From a gender perspective, durability outcomes are critical. While the gender wage gap among employed alumni is just 11%, far below the national average, women still face significant barriers to sustaining employment. These include caregiving responsibilities, workplace discrimination, and limited access to career advancement. A program may successfully place female graduates in initial roles, but without measuring long-term retention and progression, we cannot assess whether it truly addresses systemic challenges. Our durability lens revealed a troubling divergence in India: while only 17% of men left the workforce, this number was as high as 45% for women alumni. Most women who left did so within one to three years of completing training, suggesting that for many, the benefits of training were short-lived. When asked why, nearly half cited caregiving responsibilities, while men most often cited higher education. These differences reflect deeply embedded social norms that assign caregiving duties disproportionately to women.

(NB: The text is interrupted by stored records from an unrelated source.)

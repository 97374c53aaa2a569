//! The end-to-end transfer state machine.
//!
//! Steps run strictly in sequence; any fatal error short-circuits straight
//! to cleanup, which always runs and never flips a successful run to
//! failed. The run always yields a complete [`TransferReport`] — failures
//! are entries in its error list, not panics or early returns.

use std::fmt;
use std::sync::atomic::{AtomicBool, Ordering};
use std::sync::Arc;

use chrono::Utc;

use crate::archive;
use crate::command;
use crate::errors::{StepError, StepResult};
use crate::extract::extract;
use crate::probe;
use crate::progress::ProgressObserver;
use crate::recover::{run_recovery, RecoveryRequest, RecoveryTimeouts};
use crate::retrieve::{retrieve, FtpSource, RetrievalOptions};
use crate::session::{remote_home, HostSpec, RemoteShell, SshSession};
use crate::verify::{self, VerifyOutcome};

use super::options::TransferOptions;
use super::report::TransferReport;

/// The orchestrator's linear states.
#[derive(Debug, Clone, Copy, PartialEq, Eq)]
pub enum TransferState {
    Init,
    Probing,
    Archiving,
    Retrieving,
    Extracting,
    Verifying,
    Recovering,
    CleaningUp,
    Completed,
    Failed,
}

impl fmt::Display for TransferState {
    fn fmt(&self, f: &mut fmt::Formatter<'_>) -> fmt::Result {
        let name = match self {
            TransferState::Init => "init",
            TransferState::Probing => "probing",
            TransferState::Archiving => "archiving",
            TransferState::Retrieving => "retrieving",
            TransferState::Extracting => "extracting",
            TransferState::Verifying => "verifying",
            TransferState::Recovering => "recovering",
            TransferState::CleaningUp => "cleaning-up",
            TransferState::Completed => "completed",
            TransferState::Failed => "failed",
        };
        f.write_str(name)
    }
}

#[derive(Debug, Clone, Copy, PartialEq, Eq)]
enum Side {
    Source,
    Target,
}

/// Artifacts staged during the run, removed best-effort at the end.
#[derive(Default)]
struct CleanupLedger {
    entries: Vec<(Side, String)>,
}

impl CleanupLedger {
    fn stage(&mut self, side: Side, path: String) {
        self.entries.push((side, path));
    }
}

/// Sequences probe → archive → retrieve → extract → verify → recover? →
/// cleanup for exactly one path.
pub struct TransferOrchestrator {
    options: TransferOptions,
    cancel: Arc<AtomicBool>,
}

impl TransferOrchestrator {
    pub fn new(options: TransferOptions) -> Self {
        Self {
            options,
            cancel: Arc::new(AtomicBool::new(false)),
        }
    }

    pub fn options(&self) -> &TransferOptions {
        &self.options
    }

    /// Shared flag for cooperative cancellation: setting it makes the run
    /// stop issuing new remote commands and proceed to cleanup. A command
    /// already dispatched runs to its own completion.
    pub fn cancel_flag(&self) -> Arc<AtomicBool> {
        Arc::clone(&self.cancel)
    }

    /// Connect both hosts and run the pipeline. Sessions live exactly as
    /// long as the run and are closed on every path out.
    pub fn run(
        &self,
        source_spec: &HostSpec,
        target_spec: &HostSpec,
        path: &str,
        observer: &mut dyn ProgressObserver,
    ) -> TransferReport {
        let mut source = match SshSession::connect(source_spec, self.options.connect_timeout) {
            Ok(session) => session,
            Err(err) => return Self::aborted_before_start(path, err),
        };
        let mut target = match SshSession::connect(target_spec, self.options.connect_timeout) {
            Ok(session) => session,
            Err(err) => return Self::aborted_before_start(path, err),
        };

        let ftp = FtpSource {
            host: source_spec.host.clone(),
            port: self.options.ftp_port,
            username: source_spec.username.clone(),
            password: source_spec.password.clone(),
        };

        self.run_with_sessions(&mut source, &mut target, &ftp, path, observer)
    }

    fn aborted_before_start(path: &str, err: StepError) -> TransferReport {
        let mut report = TransferReport::new(path, path);
        report.add_error(err.to_string());
        report.complete(false);
        report
    }

    /// Run the pipeline over already-connected sessions. This is the whole
    /// state machine; `run` only adds connection setup around it.
    pub fn run_with_sessions(
        &self,
        source: &mut dyn RemoteShell,
        target: &mut dyn RemoteShell,
        ftp: &FtpSource,
        path: &str,
        observer: &mut dyn ProgressObserver,
    ) -> TransferReport {
        log::info!("--- transfer start: {path} ---");
        self.enter(TransferState::Init);

        let mut report = TransferReport::new(path, path);
        let mut ledger = CleanupLedger::default();

        let success =
            match self.drive(source, target, ftp, path, observer, &mut report, &mut ledger) {
                Ok(success) => success,
                Err(err) => {
                    report.add_error(err.to_string());
                    false
                }
            };

        self.enter(TransferState::CleaningUp);
        if self.options.cleanup_temp_files {
            self.cleanup(source, target, &ledger);
        } else {
            log::info!("leaving staged artifacts in place");
        }

        if success {
            report.transferred_size_bytes = report.total_size_bytes;
        }

        let final_state = if success {
            TransferState::Completed
        } else {
            TransferState::Failed
        };
        self.enter(final_state);
        report.complete(success);

        log::info!(
            "--- transfer complete: {path} ({}) ---",
            if success { "success" } else { "failed" }
        );
        report
    }

    fn drive(
        &self,
        source: &mut dyn RemoteShell,
        target: &mut dyn RemoteShell,
        ftp: &FtpSource,
        path: &str,
        observer: &mut dyn ProgressObserver,
        report: &mut TransferReport,
        ledger: &mut CleanupLedger,
    ) -> StepResult<bool> {
        let opts = &self.options;

        self.check_cancel()?;
        self.enter(TransferState::Probing);
        let source_home = remote_home(source, opts.probe_timeout)?;
        let target_home = remote_home(target, opts.probe_timeout)?;
        let source_abs = format!("{source_home}/{path}");
        let target_abs = format!("{target_home}/{path}");

        let snapshot = probe::probe(source, &source_abs, opts.probe_timeout);
        report.total_size_bytes = snapshot.total_size_bytes;
        report.file_count = snapshot.file_count;
        report.directory_count = snapshot.dir_count;
        if snapshot.file_count == 0 {
            log::warn!("source directory appears to be empty");
        }

        self.check_cancel()?;
        self.enter(TransferState::Archiving);
        let stamp = Utc::now().format("%Y%m%d_%H%M%S").to_string();
        let staging_src_abs = format!("{source_home}/{}", opts.staging_dir);
        let staging_tgt_abs = format!("{target_home}/{}", opts.staging_dir);

        let output = source.execute(&command::mkdir_p(&staging_src_abs), opts.probe_timeout)?;
        if !output.success() {
            return Err(StepError::pack(format!(
                "could not create staging directory {staging_src_abs}: {}",
                output.stderr.trim()
            )));
        }

        let archive_name = archive::archive_name_for(path, &stamp);
        let archive_path = format!("{staging_src_abs}/{archive_name}");
        ledger.stage(Side::Source, archive_path.clone());
        let descriptor =
            archive::pack_directory(source, &source_home, path, &archive_path, opts.archive_timeout)?;
        match descriptor.byte_size {
            Some(size) => log::info!("archive created: {archive_name} ({size} bytes)"),
            None => log::info!("archive created: {archive_name}"),
        }

        self.check_cancel()?;
        self.enter(TransferState::Retrieving);
        let output = target.execute(&command::mkdir_p(&staging_tgt_abs), opts.probe_timeout)?;
        if !output.success() {
            return Err(StepError::retrieval(format!(
                "could not create staging directory {staging_tgt_abs}: {}",
                output.stderr.trim()
            )));
        }
        let target_artifact = format!("{staging_tgt_abs}/{archive_name}");
        ledger.stage(Side::Target, target_artifact.clone());

        let retrieval = RetrievalOptions {
            tool_timeout_secs: opts.retrieve_tool_timeout_secs,
            tries: opts.retrieve_tries,
            command_timeout: opts.retrieve_timeout,
        };
        retrieve(
            target,
            ftp,
            &descriptor,
            &staging_tgt_abs,
            &opts.staging_dir,
            &retrieval,
            observer,
        )?;

        self.check_cancel()?;
        self.enter(TransferState::Extracting);
        let destination_parent = match archive::split_parent_leaf(path).0 {
            Some(parent) => format!("{target_home}/{parent}"),
            None => target_home.clone(),
        };
        extract(target, &target_artifact, &destination_parent, opts.extract_timeout)?;

        self.check_cancel()?;
        self.enter(TransferState::Verifying);
        let verification = verify::verify(source, target, &source_abs, &target_abs, opts.probe_timeout);
        report.file_count = verification.target.file_count;
        report.directory_count = verification.target.dir_count;

        let deficit = match verification.outcome {
            VerifyOutcome::Match => {
                log::info!("file count verification successful; all files transferred");
                return Ok(true);
            }
            VerifyOutcome::Surplus(extra) => {
                log::warn!("target has {extra} extra file(s); not treated as an error");
                return Ok(true);
            }
            VerifyOutcome::Deficit(missing) => missing,
        };

        log::warn!("transfer incomplete: {deficit} file(s) missing");
        self.check_cancel()?;
        let missing =
            verify::missing_files(source, target, &source_abs, &target_abs, opts.probe_timeout)?;
        if missing.is_empty() {
            report.add_error(format!(
                "verification found a deficit of {deficit} file(s) but no missing paths could be identified"
            ));
            return Ok(false);
        }

        self.enter(TransferState::Recovering);
        let recovery_name = archive::sanitize_archive_name(&format!("recovery_{stamp}.tar.gz"));
        let recovery_path = format!("{staging_src_abs}/{recovery_name}");
        let list_path = format!("{staging_src_abs}/missing_{stamp}.txt");
        ledger.stage(Side::Source, recovery_path.clone());
        ledger.stage(Side::Source, list_path.clone());
        ledger.stage(Side::Target, format!("{staging_tgt_abs}/{recovery_name}"));

        let request = RecoveryRequest {
            source_base: &source_abs,
            target_base: &target_abs,
            archive_path: &recovery_path,
            list_path: &list_path,
            staging_abs: &staging_tgt_abs,
            staging_dir: &opts.staging_dir,
        };
        let timeouts = RecoveryTimeouts {
            archive: opts.recovery_archive_timeout,
            extract: opts.extract_timeout,
            retrieval: RetrievalOptions {
                tool_timeout_secs: opts.recovery_tool_timeout_secs,
                tries: opts.recovery_tries,
                command_timeout: opts.recovery_retrieve_timeout,
            },
        };
        run_recovery(source, target, ftp, &request, &missing, &timeouts, observer)?;

        // One re-verification; residual deficits are recorded, never
        // re-attempted.
        let second = verify::verify(source, target, &source_abs, &target_abs, opts.probe_timeout);
        report.file_count = second.target.file_count;
        report.directory_count = second.target.dir_count;
        match second.outcome {
            VerifyOutcome::Deficit(residual) => {
                report.add_error(format!("{residual} file(s) still missing after recovery"));
                Ok(false)
            }
            _ => {
                log::info!("all missing files recovered");
                Ok(true)
            }
        }
    }

    fn cleanup(
        &self,
        source: &mut dyn RemoteShell,
        target: &mut dyn RemoteShell,
        ledger: &CleanupLedger,
    ) {
        for (side, path) in &ledger.entries {
            let session: &mut dyn RemoteShell = match side {
                Side::Source => &mut *source,
                Side::Target => &mut *target,
            };
            match session.execute(
                &command::remove_files(&[path.as_str()]),
                self.options.probe_timeout,
            ) {
                Ok(output) if output.success() => log::debug!("cleanup: removed {path}"),
                Ok(output) => log::warn!(
                    "cleanup: rm exited with {} for {path}: {}",
                    output.exit_code,
                    output.stderr.trim()
                ),
                Err(err) => log::warn!("cleanup: {err}"),
            }
        }
    }

    fn check_cancel(&self) -> StepResult<()> {
        if self.cancel.load(Ordering::Relaxed) {
            Err(StepError::cancelled(
                "interrupt observed; skipping to cleanup",
            ))
        } else {
            Ok(())
        }
    }

    fn enter(&self, state: TransferState) {
        log::debug!("state -> {state}");
    }
}
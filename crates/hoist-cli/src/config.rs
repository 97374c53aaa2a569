//! Configuration file loading.
//!
//! Connection details live in a TOML file; passwords may be left out of
//! the file and supplied through `HOIST_SOURCE_PASSWORD` /
//! `HOIST_TARGET_PASSWORD` instead.

use std::env;
use std::path::Path;

use eyre::{eyre, Context, Result};
use hoist_core::HostSpec;
use serde::Deserialize;

pub const SOURCE_PASSWORD_ENV: &str = "HOIST_SOURCE_PASSWORD";
pub const TARGET_PASSWORD_ENV: &str = "HOIST_TARGET_PASSWORD";

#[derive(Debug, Deserialize, Clone)]
pub struct Config {
    pub source: HostEntry,
    pub target: HostEntry,
    #[serde(default)]
    pub transfer: TransferEntry,
}

#[derive(Debug, Deserialize, Clone)]
pub struct HostEntry {
    pub host: String,
    #[serde(default = "default_ssh_port")]
    pub port: u16,
    pub username: String,
    /// Optional here; the environment is consulted when absent.
    pub password: Option<String>,
}

#[derive(Debug, Deserialize, Clone, Default)]
pub struct TransferEntry {
    /// Path to transfer, relative to both home directories.
    pub path: Option<String>,
    /// Remove staged archives after the run (default true).
    pub cleanup_temp_files: Option<bool>,
    /// Staging directory name under each host's home.
    pub staging_dir: Option<String>,
    /// FTP port on the source host.
    pub ftp_port: Option<u16>,
}

fn default_ssh_port() -> u16 {
    22
}

impl Config {
    pub fn load(path: &Path) -> Result<Self> {
        let content = std::fs::read_to_string(path)
            .wrap_err_with(|| format!("failed to read config file: {}", path.display()))?;
        let config: Config = toml::from_str(&content).wrap_err("failed to parse config file")?;
        Ok(config)
    }

    pub fn source_spec(&self) -> Result<HostSpec> {
        host_spec(&self.source, SOURCE_PASSWORD_ENV)
    }

    pub fn target_spec(&self) -> Result<HostSpec> {
        host_spec(&self.target, TARGET_PASSWORD_ENV)
    }
}

fn host_spec(entry: &HostEntry, env_var: &str) -> Result<HostSpec> {
    let password = entry
        .password
        .clone()
        .or_else(|| env::var(env_var).ok())
        .ok_or_else(|| {
            eyre!(
                "no password for {}: set it in the config file or export {env_var}",
                entry.host
            )
        })?;

    Ok(HostSpec {
        host: entry.host.clone(),
        port: entry.port,
        username: entry.username.clone(),
        password,
    })
}
//! Options for executing one transfer run.

use std::time::Duration;

/// Knobs consumed, not owned, by the orchestrator: connection endpoints
/// arrive separately; everything here shapes how the pipeline behaves.
#[derive(Clone, Debug)]
pub struct TransferOptions {
    /// Remove staged artifacts from both hosts after the run.
    pub cleanup_temp_files: bool,
    /// Staging directory under each host's home for artifacts.
    pub staging_dir: String,
    /// FTP port on the source host for the bulk-transfer channel.
    pub ftp_port: u16,
    pub connect_timeout: Duration,
    /// Short bound for probes, counting, and other small commands.
    pub probe_timeout: Duration,
    pub archive_timeout: Duration,
    pub retrieve_timeout: Duration,
    pub extract_timeout: Duration,
    pub recovery_archive_timeout: Duration,
    pub recovery_retrieve_timeout: Duration,
    /// `--timeout` handed to the retrieval tool for the primary pull.
    pub retrieve_tool_timeout_secs: u32,
    /// `--tries` handed to the retrieval tool for the primary pull.
    pub retrieve_tries: u32,
    pub recovery_tool_timeout_secs: u32,
    pub recovery_tries: u32,
}

impl Default for TransferOptions {
    fn default() -> Self {
        Self {
            cleanup_temp_files: true,
            staging_dir: "tmp_trans".to_string(),
            ftp_port: 21,
            connect_timeout: Duration::from_secs(30),
            probe_timeout: Duration::from_secs(60),
            archive_timeout: Duration::from_secs(600),
            retrieve_timeout: Duration::from_secs(1800),
            extract_timeout: Duration::from_secs(600),
            recovery_archive_timeout: Duration::from_secs(300),
            recovery_retrieve_timeout: Duration::from_secs(600),
            retrieve_tool_timeout_secs: 300,
            retrieve_tries: 3,
            recovery_tool_timeout_secs: 180,
            recovery_tries: 2,
        }
    }
}
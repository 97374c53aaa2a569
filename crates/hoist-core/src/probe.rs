//! Advisory directory measurement.
//!
//! Probing is best-effort: a sub-probe that fails degrades its field to
//! zero instead of aborting, because authoritative counts come from the
//! verifier after the transfer, not from here.

use std::time::Duration;

use crate::command::quote;
use crate::session::RemoteShell;

/// Aggregate measurements for one path on one host at one point in time.
#[derive(Debug, Clone, Copy, PartialEq, Eq, Default)]
pub struct DirectorySnapshot {
    pub total_size_bytes: u64,
    pub file_count: u64,
    pub dir_count: u64,
}

/// Measure `path` with summing and counting commands rather than
/// enumerating every entry in memory.
pub fn probe(session: &mut dyn RemoteShell, path: &str, timeout: Duration) -> DirectorySnapshot {
    log::info!("{}: probing {path}", session.label());

    let snapshot = DirectorySnapshot {
        total_size_bytes: numeric_probe(
            session,
            &format!("du -sb {} 2>/dev/null | cut -f1", quote(path)),
            timeout,
            "total size",
        ),
        file_count: numeric_probe(
            session,
            &format!("find {} -type f 2>/dev/null | wc -l", quote(path)),
            timeout,
            "file count",
        ),
        dir_count: numeric_probe(
            session,
            &format!("find {} -type d 2>/dev/null | wc -l", quote(path)),
            timeout,
            "directory count",
        ),
    };

    log::info!(
        "{}: {path}: {} bytes, {} files, {} directories",
        session.label(),
        snapshot.total_size_bytes,
        snapshot.file_count,
        snapshot.dir_count
    );
    snapshot
}

fn numeric_probe(
    session: &mut dyn RemoteShell,
    command: &str,
    timeout: Duration,
    what: &str,
) -> u64 {
    let parsed = match session.execute(command, timeout) {
        Ok(output) if output.success() => output.stdout.trim().parse::<u64>().ok(),
        Ok(_) => None,
        Err(err) => {
            log::warn!("{}: probe command failed: {err}", session.label());
            None
        }
    };
    match parsed {
        Some(value) => value,
        None => {
            log::warn!(
                "{}: could not determine {what}; recording zero",
                session.label()
            );
            0
        }
    }
}
//! Single-pass recovery of files a verification found missing.
//!
//! A second, minimal archive is built from an explicit list of the missing
//! relative paths and moved with the same retrieval and extraction
//! contracts as the primary transfer. The pass runs at most once per run;
//! a deficit that survives it is reported, never re-attempted.

use std::time::Duration;

use crate::archive::{pack_file_list, ArchiveDescriptor};
use crate::errors::StepResult;
use crate::extract::extract;
use crate::progress::ProgressObserver;
use crate::retrieve::{retrieve, FtpSource, RetrievalOptions};
use crate::session::RemoteShell;
use crate::verify::MissingFileSet;

/// Where the recovery artifacts live and where the payload belongs.
#[derive(Debug, Clone)]
pub struct RecoveryRequest<'a> {
    /// Absolute transferred path on the source; the file list is relative
    /// to this directory.
    pub source_base: &'a str,
    /// Absolute transferred path on the target; list-relative entries are
    /// extracted here.
    pub target_base: &'a str,
    /// Absolute path of the recovery archive on the source.
    pub archive_path: &'a str,
    /// Absolute path of the file list on the source.
    pub list_path: &'a str,
    /// Absolute staging directory on the target.
    pub staging_abs: &'a str,
    /// Staging directory name as it appears in the fetch URL.
    pub staging_dir: &'a str,
}

/// Per-step time bounds for the recovery pass.
#[derive(Debug, Clone)]
pub struct RecoveryTimeouts {
    pub archive: Duration,
    pub extract: Duration,
    pub retrieval: RetrievalOptions,
}

const LISTED_PREVIEW: usize = 10;

/// Build, move, and extract the recovery archive. The caller re-verifies
/// afterward; this function does not loop.
pub fn run_recovery(
    source: &mut dyn RemoteShell,
    target: &mut dyn RemoteShell,
    ftp: &FtpSource,
    request: &RecoveryRequest<'_>,
    missing: &MissingFileSet,
    timeouts: &RecoveryTimeouts,
    observer: &mut dyn ProgressObserver,
) -> StepResult<ArchiveDescriptor> {
    log::info!("recovering {} missing file(s)", missing.len());
    for path in missing.iter().take(LISTED_PREVIEW) {
        log::info!("  missing: {path}");
    }
    if missing.len() > LISTED_PREVIEW {
        log::info!("  ... and {} more", missing.len() - LISTED_PREVIEW);
    }

    let descriptor = pack_file_list(
        source,
        request.source_base,
        request.archive_path,
        request.list_path,
        missing,
        timeouts.archive,
    )?;

    retrieve(
        target,
        ftp,
        &descriptor,
        request.staging_abs,
        request.staging_dir,
        &timeouts.retrieval,
        observer,
    )?;

    let target_artifact = format!("{}/{}", request.staging_abs, descriptor.file_name());
    extract(target, &target_artifact, request.target_base, timeouts.extract)?;

    log::info!("recovery archive extracted");
    Ok(descriptor)
}
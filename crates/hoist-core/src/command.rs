//! Structured construction of the shell commands we run on remote hosts.
//!
//! Paths and other user-controlled values are never spliced into command
//! text raw: every dynamic argument goes through [`quote`] so differing
//! shell quoting rules on the two hosts cannot change what a command does.

use std::borrow::Cow;

/// Shell-escape a single argument for POSIX shells.
pub fn quote(arg: &str) -> String {
    shell_escape::escape(Cow::Borrowed(arg)).into_owned()
}

/// `mkdir -p` for one directory, created idempotently.
pub fn mkdir_p(path: &str) -> String {
    format!("mkdir -p {}", quote(path))
}

/// `rm -f` over a set of paths. Missing files are not an error.
pub fn remove_files(paths: &[&str]) -> String {
    let mut cmd = String::from("rm -f");
    for path in paths {
        cmd.push(' ');
        cmd.push_str(&quote(path));
    }
    cmd
}

/// Run `command` with `dir` as the working directory.
///
/// The inner command is trusted text assembled by this crate; only the
/// directory is escaped here.
pub fn in_dir(dir: &str, command: &str) -> String {
    format!("cd {} && {}", quote(dir), command)
}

Durability measurement makes these insights actionable. When we asked women who left the workforce if they wanted to return, one in three said yes, provided they had the right support, such as remote work options, affordable childcare, and family assistance with household responsibilities. Based on these findings, Generation is exploring targeted interventions, including return-to-work placements, connections to childcare services, and mentorship and mindset training to address family expectations and cultural pressures.

Durability metrics force us to ask harder questions and pursue better answers. They reveal not just whether programs work, but for whom they work, how long they work, and where they fail. They uncover hidden disparities, like the gender gap in workforce retention, that traditional metrics overlook. Most importantly, they give us the insights to transform skills training from a short-term intervention into a lifelong advantage.

If we stop at placement rates, we risk mistaking temporary progress for lasting change. But when we measure durability, we hold ourselves accountable for what truly matters: helping people build careers that endure, incomes that grow, and lives that thrive. For the nonprofit sector, measuring durability is not optional, it is imperative. Because if we are not measuring durability, we are not measuring impact. And if we are not measuring impact, we are not solving the problem at scale.